上記の説明が石塔の基壇に埋め込まれている。(以下)。




中の橋
		
		橘島と塔の島を結ぶ橋を「中の橋」といい、島周辺の橋の中で一番小さい橋である。これを渡って橘島へ行く。ここには「平家物
		語」に登場する「宇治川の先陣争い」の碑がある。この碑は、源義経配下の佐々木四郎高綱と梶原源太景季(かげすえ)の2人が、
		橘の小島ヶ崎(橘の小島の先端)より、勅旨でもあった源義仲討伐の先陣を争った故事を偲んで、昭和6年に建てられた。「橘の小島」
		は現在の「橘島」とは違い、宇治橋の下流にあった中洲の一つで、今は消滅し幻の島となっている。  

 

		
		<宇治川の先陣争い>
		後白河法皇の木曽義仲追討の勅旨を受けて、源頼朝は二人の弟、範頼と義経に命じ6万の兵で宇治へ向かう。宇治川をはさんで、
		木曽義仲の軍勢と源義経軍が対峙した。義仲は勢田と宇治の二つの橋を落し、岸には柵を巡らせ水中には杭を打ったり、網を張る
		など防戦の準備をしていた。

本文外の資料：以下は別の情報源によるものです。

//! Pipeline model: ordered stages, their actions, and the node graph they form.

use super::artifacts::ArtifactRegistry;
use super::builder::{ActionSpec, PipelineBuilder};
use super::resources::ResourceGraph;
use super::retry::RetryConfig;
use crate::core::{ActionKind, BarrierPolicy, Capability, NodeRef};
use crate::errors::SpecificationError;
use serde::{Deserialize, Serialize};
use std::collections::HashMap;

/// An output artifact declaration.
///
/// Deserializes from either a bare artifact name or `{ name, storage }`.
#[derive(Debug, Clone, PartialEq, Eq, Serialize, Deserialize)]
#[serde(from = "OutputEntry")]
pub struct OutputDecl {
    /// Artifact name.
    pub name: String,
    /// Resource node owning the artifact's storage.
    #[serde(default, skip_serializing_if = "Option::is_none")]
    pub storage: Option<String>,
}

impl OutputDecl {
    /// Creates an output without a storage binding.
    #[must_use]
    pub fn new(name: impl Into<String>) -> Self {
        Self {
            name: name.into(),
            storage: None,
        }
    }

    /// Binds the output to a storage resource.
    #[must_use]
    pub fn stored_in(mut self, storage: impl Into<String>) -> Self {
        self.storage = Some(storage.into());
        self
    }
}

#[derive(Deserialize)]
#[serde(untagged)]
enum OutputEntry {
    Name(String),
    Decl {
        name: String,
        #[serde(default)]
        storage: Option<String>,
    },
}

impl From<OutputEntry> for OutputDecl {
    fn from(entry: OutputEntry) -> Self {
        match entry {
            OutputEntry::Name(name) => Self::new(name),
            OutputEntry::Decl { name, storage } => Self { name, storage },
        }
    }
}

/// Which provider executes an action, with the provider-specific reference.
#[derive(Debug, Clone, PartialEq, Eq, Serialize, Deserialize)]
#[serde(tag = "capability", rename_all = "snake_case")]
pub enum ProviderBinding {
    /// Fetch a source snapshot.
    SourceFetch {
        /// Repository or object reference.
        repository: String,
    },
    /// Run a build.
    Build {
        /// Build project reference.
        project: String,
    },
    /// Write an artifact to storage.
    StoreWrite {
        /// Destination key.
        destination_key: String,
    },
    /// Deploy an artifact to a target.
    Deploy {
        /// Target environment reference.
        target: String,
        /// Fixed version label; generated per run when absent.
        #[serde(default, skip_serializing_if = "Option::is_none")]
        version_label: Option<String>,
    },
}

impl ProviderBinding {
    /// Creates a source-fetch binding.
    #[must_use]
    pub fn source_fetch(repository: impl Into<String>) -> Self {
        Self::SourceFetch {
            repository: repository.into(),
        }
    }

    /// Creates a build binding.
    #[must_use]
    pub fn build(project: impl Into<String>) -> Self {
        Self::Build {
            project: project.into(),
        }
    }

    /// Creates a store-write binding.
    #[must_use]
    pub fn store_write(destination_key: impl Into<String>) -> Self {
        Self::StoreWrite {
            destination_key: destination_key.into(),
        }
    }

    /// Creates a deploy binding with a generated version label.
    #[must_use]
    pub fn deploy(target: impl Into<String>) -> Self {
        Self::Deploy {
            target: target.into(),
            version_label: None,
        }
    }

    /// Creates a deploy binding with a fixed version label.
    #[must_use]
    pub fn deploy_version(target: impl Into<String>, version_label: impl Into<String>) -> Self {
        Self::Deploy {
            target: target.into(),
            version_label: Some(version_label.into()),
        }
    }

    /// The capability this binding requires.
    #[must_use]
    pub fn capability(&self) -> Capability {
        match self {
            Self::SourceFetch { .. } => Capability::SourceFetch,
            Self::Build { .. } => Capability::Build,
            Self::StoreWrite { .. } => Capability::StoreWrite,
            Self::Deploy { .. } => Capability::Deploy,
        }
    }

    /// The default binding for an action kind, referencing the action itself.
    #[must_use]
    pub fn default_for(kind: ActionKind, action: &str) -> Option<Self> {
        match kind.default_capability()? {
            Capability::SourceFetch => Some(Self::source_fetch(action)),
            Capability::Build => Some(Self::build(action)),
            Capability::Deploy => Some(Self::deploy(action)),
            Capability::StoreWrite | Capability::Provision => None,
        }
    }
}

/// A unit of work within a stage, bound to one provider capability.
#[derive(Debug, Clone, PartialEq)]
pub struct Action {
    /// Pipeline-unique name.
    pub name: String,
    /// Owning stage.
    pub stage: String,
    /// Index of the owning stage.
    pub stage_index: usize,
    /// Action kind.
    pub kind: ActionKind,
    /// Input artifact names in declaration order.
    pub inputs: Vec<String>,
    /// Output declarations in declaration order.
    pub outputs: Vec<OutputDecl>,
    /// The provider binding.
    pub binding: ProviderBinding,
    /// The resource node this action operates on.
    pub resource: Option<String>,
    /// Explicit resource dependencies.
    pub resource_dependencies: Vec<String>,
    /// Retry policy; falls back to the executor default.
    pub retry: Option<RetryConfig>,
    /// Per-attempt timeout; falls back to the executor default.
    pub timeout_ms: Option<u64>,
    pub(crate) declared_at: usize,
}

impl Action {
    /// The capability that executes this action.
    #[must_use]
    pub fn capability(&self) -> Capability {
        self.binding.capability()
    }

    /// Reference to this action in the node graph.
    #[must_use]
    pub fn node_ref(&self) -> NodeRef {
        NodeRef::action(&self.name)
    }

    /// Names of the output artifacts.
    pub fn output_names(&self) -> impl Iterator<Item = &str> {
        self.outputs.iter().map(|o| o.name.as_str())
    }
}

/// An ordered phase of the pipeline.
#[derive(Debug, Clone, PartialEq, Eq)]
pub struct Stage {
    /// Unique name.
    pub name: String,
    /// Position in the pipeline.
    pub index: usize,
    /// When the stage counts as complete.
    pub barrier: BarrierPolicy,
    /// Action names in declaration order.
    pub actions: Vec<String>,
}

/// Stages, actions, artifacts and resource nodes of one deployment flow.
///
/// A pipeline is immutable once built. Use [`Pipeline::to_builder`] to derive
/// a modified copy.
#[derive(Debug, Clone)]
pub struct Pipeline {
    pub(crate) name: String,
    pub(crate) stages: Vec<Stage>,
    pub(crate) actions: Vec<Action>,
    pub(crate) action_index: HashMap<String, usize>,
    pub(crate) artifacts: ArtifactRegistry,
    pub(crate) resources: ResourceGraph,
    pub(crate) construction_errors: Vec<SpecificationError>,
}

impl Pipeline {
    /// The pipeline name.
    #[must_use]
    pub fn name(&self) -> &str {
        &self.name
    }

    /// Stages in pipeline order.
    #[must_use]
    pub fn stages(&self) -> &[Stage] {
        &self.stages
    }

    /// Looks up a stage by name.
    #[must_use]
    pub fn stage(&self, name: &str) -> Option<&Stage> {
        self.stages.iter().find(|s| s.name == name)
    }

    /// Actions in declaration order.
    #[must_use]
    pub fn actions(&self) -> &[Action] {
        &self.actions
    }

    /// Looks up an action by name.
    #[must_use]
    pub fn action(&self, name: &str) -> Option<&Action> {
        self.action_index.get(name).map(|&idx| &self.actions[idx])
    }

    /// The artifact registry.
    #[must_use]
    pub fn artifacts(&self) -> &ArtifactRegistry {
        &self.artifacts
    }

    /// The resource dependency graph.
    #[must_use]
    pub fn resources(&self) -> &ResourceGraph {
        &self.resources
    }

    /// Errors the builder recorded while this pipeline was assembled.
    #[must_use]
    pub fn construction_errors(&self) -> &[SpecificationError] {
        &self.construction_errors
    }

    /// Returns true if `node` exists in this pipeline.
    #[must_use]
    pub fn contains(&self, node: &NodeRef) -> bool {
        match node {
            NodeRef::Action(name) => self.action_index.contains_key(name),
            NodeRef::Resource(id) => self.resources.contains(id),
        }
    }

    /// The resource node owning an artifact: its storage binding, else the
    /// producing action's resource.
    #[must_use]
    pub fn artifact_owner(&self, artifact: &str) -> Option<&str> {
        let artifact = self.artifacts.get(artifact)?;
        artifact.storage.as_deref().or_else(|| {
            artifact
                .producer
                .as_deref()
                .and_then(|producer| self.action(producer))
                .and_then(|action| action.resource.as_deref())
        })
    }

    /// The stage that must complete before `action` may start: the nearest
    /// earlier stage that has at least one action.
    #[must_use]
    pub fn gating_stage(&self, action: &str) -> Option<&Stage> {
        let stage_index = self.action(action)?.stage_index;
        self.stages[..stage_index]
            .iter()
            .rev()
            .find(|stage| !stage.actions.is_empty())
    }

    /// Hard requirements of a node: nodes that must have succeeded before it
    /// may start. Stage ordering is not included.
    ///
    /// For an action: its resource, its resource dependencies, the storage of
    /// its outputs, and for each input the owner and the producer. For a
    /// resource: its explicit and implicit dependencies.
    #[must_use]
    pub fn requirements(&self, node: &NodeRef) -> Vec<NodeRef> {
        let mut candidates: Vec<NodeRef> = Vec::new();
        match node {
            NodeRef::Resource(id) => {
                candidates.extend(
                    self.resources
                        .dependencies_of(id)
                        .into_iter()
                        .map(NodeRef::resource),
                );
            }
            NodeRef::Action(name) => {
                if let Some(action) = self.action(name) {
                    candidates.extend(action.resource.iter().map(NodeRef::resource));
                    candidates.extend(action.resource_dependencies.iter().map(NodeRef::resource));
                    candidates.extend(
                        action
                            .outputs
                            .iter()
                            .filter_map(|o| o.storage.as_ref())
                            .map(NodeRef::resource),
                    );
                    for input in &action.inputs {
                        candidates.extend(self.artifact_owner(input).map(NodeRef::resource));
                        candidates.extend(self.artifacts.producer_of(input).map(NodeRef::action));
                    }
                }
            }
        }

        let mut required: Vec<NodeRef> = Vec::with_capacity(candidates.len());
        for candidate in candidates {
            if &candidate != node && self.contains(&candidate) && !required.contains(&candidate) {
                required.push(candidate);
            }
        }
        required
    }

    /// Global declaration index of a node.
    #[must_use]
    pub fn declaration_index(&self, node: &NodeRef) -> Option<usize> {
        match node {
            NodeRef::Action(name) => self.action(name).map(|a| a.declared_at),
            NodeRef::Resource(id) => self.resources.get(id).map(|r| r.declared_at),
        }
    }

    /// Every resource and action, ordered by declaration.
    #[must_use]
    pub fn nodes_in_declaration_order(&self) -> Vec<NodeRef> {
        let mut nodes: Vec<(usize, NodeRef)> = self
            .resources
            .iter()
            .map(|r| (r.declared_at, NodeRef::resource(&r.id)))
            .chain(self.actions.iter().map(|a| (a.declared_at, a.node_ref())))
            .collect();
        nodes.sort_by_key(|(declared_at, _)| *declared_at);
        nodes.into_iter().map(|(_, node)| node).collect()
    }

    /// Capability that executes `node`.
    #[must_use]
    pub fn capability_of(&self, node: &NodeRef) -> Option<Capability> {
        match node {
            NodeRef::Action(name) => self.action(name).map(Action::capability),
            NodeRef::Resource(id) => self.resources.get(id).map(|_| Capability::Provision),
        }
    }

    /// Returns a builder pre-populated with this pipeline's declarations.
    ///
    /// Declarations are replayed in their original order, so rebuilding an
    /// unchanged pipeline yields the same plan. The builder's recorded errors
    /// are exactly this pipeline's construction errors; rejections seen while
    /// replaying are not recorded again.
    #[must_use]
    pub fn to_builder(&self) -> PipelineBuilder {
        let mut builder = PipelineBuilder::new(&self.name);

        for artifact in self
            .artifacts
            .iter()
            .filter(|a| a.producer.is_none() || a.storage.is_some())
        {
            let _ = builder.declare_artifact(&artifact.name, artifact.storage.as_deref());
        }

        let mut stage_added = vec![false; self.stages.len()];
        let mut pending_deps: Vec<(&str, &str)> = Vec::new();

        for node in self.nodes_in_declaration_order() {
            match &node {
                NodeRef::Resource(id) => {
                    if let Some(resource) = self.resources.get(id) {
                        pending_deps.extend(
                            resource
                                .explicit_dependencies()
                                .iter()
                                .map(|dep| (resource.id.as_str(), dep.as_str())),
                        );
                        let _ = builder.add_resource(resource.without_dependencies());
                    }
                }
                NodeRef::Action(name) => {
                    let Some(action) = self.action(name) else {
                        continue;
                    };
                    for stage in &self.stages[..=action.stage_index] {
                        if !stage_added[stage.index] {
                            let _ = builder.add_stage_with_barrier(&stage.name, stage.barrier);
                            stage_added[stage.index] = true;
                        }
                    }
                    let _ = builder.add_action(&action.stage, ActionSpec::from_action(action));
                }
            }
        }
        for stage in self.stages.iter().filter(|s| !stage_added[s.index]) {
            let _ = builder.add_stage_with_barrier(&stage.name, stage.barrier);
        }
        for (id, dep) in pending_deps {
            let _ = builder.add_dependency(id, dep);
        }
        builder.restore_errors(self.construction_errors.clone());
        builder
    }
}
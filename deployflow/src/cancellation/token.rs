//! Run-level cancellation token.

use chrono::{DateTime, Utc};
use parking_lot::RwLock;
use std::sync::atomic::{AtomicBool, Ordering};
use std::sync::Arc;
use tokio::sync::Notify;
use tracing::warn;

/// A callback type for cancellation notifications.
pub type CancelCallback = Box<dyn Fn(&str) + Send + Sync>;

/// A token for cooperative cancellation of a pipeline run.
///
/// Cancellation stops pending nodes from starting. Nodes already running
/// finish and report their real status. Only the first reason is kept.
#[derive(Default)]
pub struct CancellationToken {
    cancelled: AtomicBool,
    reason: RwLock<Option<String>>,
    cancelled_at: RwLock<Option<DateTime<Utc>>>,
    callbacks: RwLock<Vec<CancelCallback>>,
    notify: Notify,
}

impl CancellationToken {
    /// Creates a new token.
    #[must_use]
    pub fn new() -> Self {
        Self::default()
    }

    /// Creates a new shared token.
    #[must_use]
    pub fn shared() -> Arc<Self> {
        Arc::new(Self::new())
    }

    /// Requests cancellation.
    ///
    /// Callbacks run immediately on the first call; panics in callbacks are
    /// logged and suppressed.
    pub fn cancel(&self, reason: impl Into<String>) {
        if self
            .cancelled
            .compare_exchange(false, true, Ordering::SeqCst, Ordering::SeqCst)
            .is_err()
        {
            return;
        }

        let reason = reason.into();
        *self.cancelled_at.write() = Some(Utc::now());
        *self.reason.write() = Some(reason.clone());
        tracing::info!(reason = %reason, "Run cancellation requested");

        for callback in self.callbacks.read().iter() {
            invoke(callback.as_ref(), &reason);
        }
        self.notify.notify_waiters();
    }

    /// Registers a callback; runs it at once if already cancelled.
    pub fn on_cancel<F>(&self, callback: F)
    where
        F: Fn(&str) + Send + Sync + 'static,
    {
        if let Some(reason) = self.reason() {
            invoke(&callback, &reason);
        } else {
            self.callbacks.write().push(Box::new(callback));
        }
    }

    /// Returns whether cancellation has been requested.
    #[must_use]
    pub fn is_cancelled(&self) -> bool {
        self.cancelled.load(Ordering::SeqCst)
    }

    /// The cancellation reason, if any.
    #[must_use]
    pub fn reason(&self) -> Option<String> {
        self.reason.read().clone()
    }

    /// When cancellation was requested.
    #[must_use]
    pub fn cancelled_at(&self) -> Option<DateTime<Utc>> {
        *self.cancelled_at.read()
    }

    /// Completes once cancellation has been requested.
    pub async fn cancelled(&self) {
        loop {
            let notified = self.notify.notified();
            if self.is_cancelled() {
                return;
            }
            notified.await;
        }
    }
}

fn invoke(callback: &(dyn Fn(&str) + Send + Sync), reason: &str) {
    if let Err(e) = std::panic::catch_unwind(std::panic::AssertUnwindSafe(|| callback(reason))) {
        warn!("Cancellation callback panicked: {:?}", e);
    }
}

impl std::fmt::Debug for CancellationToken {
    fn fmt(&self, f: &mut std::fmt::Formatter<'_>) -> std::fmt::Result {
        f.debug_struct("CancellationToken")
            .field("cancelled", &self.is_cancelled())
            .field("reason", &self.reason())
            .finish_non_exhaustive()
    }
}

#[cfg(test)]
mod tests {
    use super::*;
    use std::sync::atomic::AtomicUsize;
    use std::time::Duration;

    #[test]
    fn test_first_reason_wins() {
        let token = CancellationToken::new();
        assert!(!token.is_cancelled());

        token.cancel("operator abort");
        token.cancel("second");

        assert!(token.is_cancelled());
        assert_eq!(token.reason().as_deref(), Some("operator abort"));
        assert!(token.cancelled_at().is_some());
    }

    #[test]
    fn test_callbacks_run_once() {
        let token = CancellationToken::new();
        let counter = Arc::new(AtomicUsize::new(0));
        let seen = counter.clone();
        token.on_cancel(move |_| {
            seen.fetch_add(1, Ordering::SeqCst);
        });

        token.cancel("a");
        token.cancel("b");
        assert_eq!(counter.load(Ordering::SeqCst), 1);

        let late = counter.clone();
        token.on_cancel(move |reason| {
            assert_eq!(reason, "a");
            late.fetch_add(1, Ordering::SeqCst);
        });
        assert_eq!(counter.load(Ordering::SeqCst), 2);
    }

    #[test]
    fn test_panicking_callback_suppressed() {
        let token = CancellationToken::new();
        token.on_cancel(|_| panic!("callback failure"));
        token.cancel("test");
        assert!(token.is_cancelled());
    }

    #[tokio::test]
    async fn test_cancelled_future_wakes() {
        let token = CancellationToken::shared();
        let waiter = {
            let token = token.clone();
            tokio::spawn(async move { token.cancelled().await })
        };

        tokio::time::sleep(Duration::from_millis(5)).await;
        token.cancel("stop");
        tokio::time::timeout(Duration::from_secs(1), waiter)
            .await
            .unwrap()
            .unwrap();
    }

    #[tokio::test]
    async fn test_cancelled_returns_immediately_when_already_cancelled() {
        let token = CancellationToken::new();
        token.cancel("done");
        tokio_test::assert_ready!(tokio_test::task::spawn(token.cancelled()).poll());
    }
}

この様子を見た義経は、「この合戦に手柄をたてた者の名前を記録に残す。また見事に宇治川を渡る
		者があれば、敵に矢を射させてはならぬ。」と命じた。このとき義経軍のなかに、源頼朝の家来で頼朝から名馬「摺墨(するすみ)
		」をもらった梶原景季と、「生妾(いけづき)」をもらった佐々木高綱が、一番乗りの栄誉を得ようと競いあうのである。早や宇
		治川に馬を躍らせて先陣を急ぐ梶原に、佐々木は「梶原殿、馬の腹帯が緩んでいるようだが。」と声をかけ、梶原が腹帯を引締め
		ている間に、高綱は追い越して対岸に跳びあがり「宇多天皇八代の落胤、佐々木三郎秀義の四男、佐々木四郎高綱、宇治川の先陣
		つかまつった。」と名乗りを挙げた。鎌倉へ報告された合戦の記録には「宇治川の先陣、佐々木の四郎。二陣、梶原源太」と書か
		れていた。(平家物語の一節「橋合戦」)



 



 

		
		橘島から川岸へ渡る橋が真っ赤に塗られた「朝霧橋」で、この橋の上からの光景が宇治の景色の中で一番の圧巻である。上流側の
		景色は山紫水明そのもの、下流側は正面に宇治川・愛宕山を望み、雄大な宇治川の全景が臨める。





		
		朝霧橋を渡りきった東詰には宇治十帖モニュメントが建っている。 源氏物語宇治十帖の中で、浮舟(モニュメントの右側)は薫に
		連れられて宇治に移るが、匂宮(左側)は浮舟の居場所を探り出し宇治を訪れる。そして、二人はともに小舟で橘の小島へ渡った。
		モニュメントはその場面をモチーフにしている。背景に宇治川の流れ、朱色の朝霧橋を得て、源氏物語の世界に一番ふさわしい場
		所に建っているように思われる。